Insuficiencia Venosa

Las venas llevan la sangre con poco oxígeno, de todo el cuerpo hacia los pulmones, en el caso de las venas de la piernas, al ir la sangre en contra de la gravedad, las venas tienen válvulas en su interior que impiden que la sangre se regrese. Sin embargo, cuando las venas de las piernas pierden elasticidad, se dilatan y provocan que las mencionadas válvulas estén muy separadas unas de otras y no cierren bien. Como consecuencia, la sangre, atraída por la fuerza de la gravedad, se acumula en las piernas, produciendo la Insuficiencia Venosa Crónica (IVC), una enfermedad cuyas principales manifestaciones son las várices y las piernas cansadas. El sedentarismo y la falta de ejercicio también pueden predisponer al desarrollo de esta patología, dado que la bomba muscular no se activa.

Síntomas
  • Picor y hormigueo.
  • Hinchazón.
  • Dolor intenso.
  • Sensación de pesadez.
  • Calambres en las piernas.

Además, también se producen cambios en la piel, como:

  • Zonas irritadas o resecas si se rascan.
  • Enrojecimiento.
  • Apreciación de venas varicosas superficiales.
  • Engrosamiento y endurecimiento de la piel de piernas y tobillos.
  • Úlceras.
  • Heridas que se demoran en sanar en esta misma parte del cuerpo.
Causas

Habitualmente, la insuficiencia venosa se debe a un mal funcionamiento valvular de las venas.
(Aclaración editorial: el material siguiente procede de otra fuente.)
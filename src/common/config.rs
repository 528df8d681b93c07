//! Configuration constants and runtime options for ixdb.

/// Size of a page in bytes (4KB).
///
/// Every index file is a sequence of pages of exactly this size. Slot and
/// key offsets inside a page are stored as `u16`, so this must stay below
/// 64KB.
pub const PAGE_SIZE: usize = 4096;

/// Maximum number of pages with u32 PageId.
pub const MAX_PAGES: u64 = (u32::MAX as u64) + 1;

/// Largest encoded key accepted by the index, in bytes.
///
/// Keeps at least four separator entries per internal page and two entries
/// per leaf, so a split always leaves both halves non-empty.
pub const MAX_KEY_SIZE: usize = 1000;

/// Size of an encoded record identifier (page number + slot number).
pub const RID_SIZE: usize = 8;

/// Runtime options for an [`IndexManager`](crate::IndexManager).
///
/// # Example
/// ```
/// use ixdb::IndexConfig;
///
/// let config = IndexConfig { sync_on_write: false };
/// assert!(!config.sync_on_write);
/// assert!(IndexConfig::default().sync_on_write);
/// ```
#[derive(Debug, Clone, Copy, PartialEq, Eq)]
pub struct IndexConfig {
    /// Call `fsync()` after every page write and append.
    ///
    /// Turning this off trades durability for speed; the file is still
    /// synced when a handle is closed.
    pub sync_on_write: bool,
}

impl Default for IndexConfig {
    fn default() -> Self {
        Self {
            sync_on_write: true,
        }
    }
}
Aun así, también puede suceder por el resultado de un antiguo coágulo de sangre en las piernas que obstruye o impide la fluidez normal de la sangre.

Factores de riesgo

Entre los factores de riesgo existen:

  • El paso de la edad.
  • La presencia de antecedentes familiares.
  • Antecedentes de haber sufrido trombosis venosa profunda en las piernas.
  • Ser obeso.
  • Estar embarazada.
  • Permanecer sentado o de pie durante un largo espacio de tiempo.
  • Ser alto.
  • Ser mujer, ya que está relacionado con los niveles de hormona progesterona.